Spitting on hegel

January 24 - February 22, 2020
coolspace @ artspace

 

Novelist Carolyn Breedlove received the Critical Mass 7 Critic’s Choice award in the Literary Category for her excerpt from this featured novel, Spitting on Hegel. This exhibition pulls the viewer into the setting of the novel - 1970’s Los Angeles during the height of the punk movement - allowing the readers to truly feel immersed in the story.

STATEMENT FROM THE ARTIST

A naïve, sheltered young woman grows up in the 1950s and 60s in a small town in Louisiana’s Acadian prairie. On a scholarship, she becomes the first in her family to attend college. She does the expected thing: marries, and soon follows her husband across country to Los Angeles. She leaves behind her best friend, a more impudent, outspoken girl from the “wrong side of the tracks,” who has wound up trapped in an abusive marriage. She takes with her the memories of the beloved older brother who always encouraged her not only to learn, but to think and question, now officially MIA in Vietnam. 

The city at the edge of the continent offers a range of possibilities unimaginable in the quiet streets and fields of home. Before long the marriage, its very reason for being unclear, falls apart. Freed from its constraints, and increasingly, the other expectations of her upbringing, she joins the democratic socialist New American Movement. She falls into a relationship with a man she meets there. As always, her own sardonic commentary unspools in her head, sparing no one, least of all herself. Memories of her childhood—her brother, her overbearing mother, the mutual support of the friendship she seems to have lost—come to her in flashbacks. 

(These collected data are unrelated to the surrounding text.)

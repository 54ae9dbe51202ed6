//! Turns plain-language requests into one vetted shell command.
//!
//! A request flows through [`environment`] and [`prompt`] into a model
//! ([`llm`]), is decoded by [`parser`], gated by [`safety`] and finally run
//! by [`executor`]. [`pipeline`] ties the steps together; [`repl`] drives
//! it interactively.

pub mod commands;
pub mod config;
pub mod environment;
pub mod error;
pub mod executor;
pub mod files;
pub mod interrupt;
pub mod llm;
pub mod parser;
pub mod personas;
pub mod pipeline;
pub mod prompt;
pub mod repl;
pub mod safety;
pub mod session;
pub mod types;
pub mod ui;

As she struggles to become a published writer, she works a variety of jobs. Finally, overcoming her innate shyness and insecurities, she lands the position of Whisky a Go Go cocktail waitress on the Sunset Strip, just as punk rock begins to flower in the spring of 1977. The new relationship founders on her lover’s infidelity, but she immerses herself in the raucous, no-holds-barred explosion of music against a backdrop of Star Wars, the neutron bomb, the Hillside Strangler, extreme political upheaval in Italy, West Germany, Argentina, South Africa, Chile. In some ways punk is a visceral, audible rejection of establishment mores and agendas, sans the political theory. 

With new friends from political radicals, to other women writers, to a kind, gay black artist who takes her under his wing, to cynical opportunists and dangerous sexual encounters, life’s experiences continue. She begins, gradually, a serious relationship with a guitarist who encourages her writing. She summons the courage to submit reviews, commentaries she has been writing about punk, to music magazines, which to her amazement are accepted. When friends back in Acadiana stage an intervention and put her childhood friend and her daughter on a bus to L.A., one of her closest bonds is restored. Once physically recovered, the friend astonishes her by plunging headlong into the punk scene herself.

 

EXHIBITING ARTIST:
Carolyn Breedlove

ARTIST BIO

A researcher, historian, and writer, CarolynBreedlove lives in Natchitoches, Louisiana. She edited and annotated the antebellum journal, A Glorious Day: The Journal of a Central Louisiana Governess, 1853-1854 (Red River X-press Historical Publications). Her poems have appeared in publications including Artemis, Comstock Review, Wisconsin Review, The Bastille, New Millennium Writings, and Maple Leaf Rag, and are included in anthologies such as Nasty Women Poets: An Unapologetic Anthology of Subversive Verse and Drought: The Absence of Something Specified. They were aired on former Louisiana Poet Laureate Darrell Bourque’s radio program “From the Poet’s Bookshelf,” and will be heard on the NPR network Red River Radio’s “Pause for Poetry.” Finishing Line Press published a chapbook of her poems, Just Following the River. In between growing up and living again in Louisiana, she lived for many years in southern California; she is currently seeking a publisher for her first novel, set in 1970s Los Angeles.